Topline Unemployment Rate Drops to 8.6%, But Headwinds for Jobs Remain
The Bureau of Labor Statistics reports that the economy added 120,000 jobs in November, which was about in line with expectations, perhaps even a little less. But this was enough to send the topline unemployment rate tumbling to 8.6%.
This can be attributed to a healthy number of people dropping out of the labor force (close to 300,000) compared to last month’s survey. I remember a lot of noise around the topline unemployment rate last year around this time, when it fell by a full point within 2-3 months without much of a surge in hiring. The employment-population ratio, another indicator of hiring, went up only 0.1% from October, to 58.5%. This is in the right direction, but it’s not indicative of a major shift like you’re seeing in the topline unemployment rate. So I’d be cautious putting a lot of stock in that topline rate. The measured workforce declined, but those people still exist and are without work.
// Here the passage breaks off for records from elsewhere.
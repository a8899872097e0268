pub mod candidates;
pub mod candle;
pub mod config;
pub mod config_loader;
pub mod position;
pub mod symbol;
pub mod traits;

pub use candidates::{CandidateCoin, OiRankEntry};
pub use candle::{Candle, OpenInterest};
pub use config::{AppConfig, BinanceConfig, LeverageConfig, RiskConfig, TraderConfig};
pub use config_loader::ConfigLoader;
pub use position::{AccountState, PerformanceSummary, Position, PositionSide};
pub use symbol::normalize_symbol;
pub use traits::{
    CandidateSource, CandleSource, DerivativesSource, LlmGateway, PromptTemplate, TemplateStore,
};
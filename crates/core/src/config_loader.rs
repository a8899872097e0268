use crate::config::AppConfig;
use anyhow::Result;
use figment::{
    providers::{Env, Format, Json, Toml},
    Figment,
};

pub struct ConfigLoader;

impl ConfigLoader {
    /// Loads configuration by merging TOML, environment variables, and JSON.
    ///
    /// # Errors
    ///
    /// Returns an error if configuration files cannot be read or parsed.
    pub fn load() -> Result<AppConfig> {
        let config: AppConfig = Figment::new()
            .merge(Toml::file("config/Config.toml"))
            .merge(Env::prefixed("AI_TRADE_"))
            .join(Json::file("config/Config.json"))
            .extract()?;

        Ok(config)
    }

    /// Loads configuration with a specific profile.
    ///
    /// # Errors
    ///
    /// Returns an error if configuration files cannot be read or parsed.
    pub fn load_with_profile(profile: &str) -> Result<AppConfig> {
        let config: AppConfig = Figment::new()
            .merge(Toml::file("config/Config.toml"))
            .merge(Toml::file(format!("config/Config.{profile}.toml")))
            .merge(Env::prefixed("AI_TRADE_"))
            .join(Json::file("config/Config.json"))
            .extract()?;

        Ok(config)
    }
}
120,000 is actually less than expected, as I said, especially because the ADP survey from earlier in the week showed a 206,000-job gain in private payrolls. However, September and October were revised upward, with now +210,000 in September and +100,000 in October.
We obviously still have major problems in the jobs market. Of those still in the labor force, 5.7 million Americans have been unemployed over 27 weeks. That’s 43% of the total counted as unemployed by the BLS. The private sector continued to outpace the public sector, with private payrolls gaining by 140,000, and public sector jobs falling 20,000. We still have this state and federal budget crisis that is leading to a gradual hemorrhaging of jobs. Many of the cuts in public sector jobs this time came from a loss of 5,000 jobs in the US Postal Service.
Retail was the big gainer in November (50,000 jobs), which I guess is to be expected in the pre-holiday season. Food and drink services added another 33,000 jobs. Health care added 17,000 jobs. Manufacturing employment and construction employment were flat.
The average workweek was unchanged and the average hourly wage fell by 2 cents. So there’s this weird situation where the employment report is simultaneously disappointing on several levels, and encouraging with the topline drop. But that topline drop isn’t a very stable number.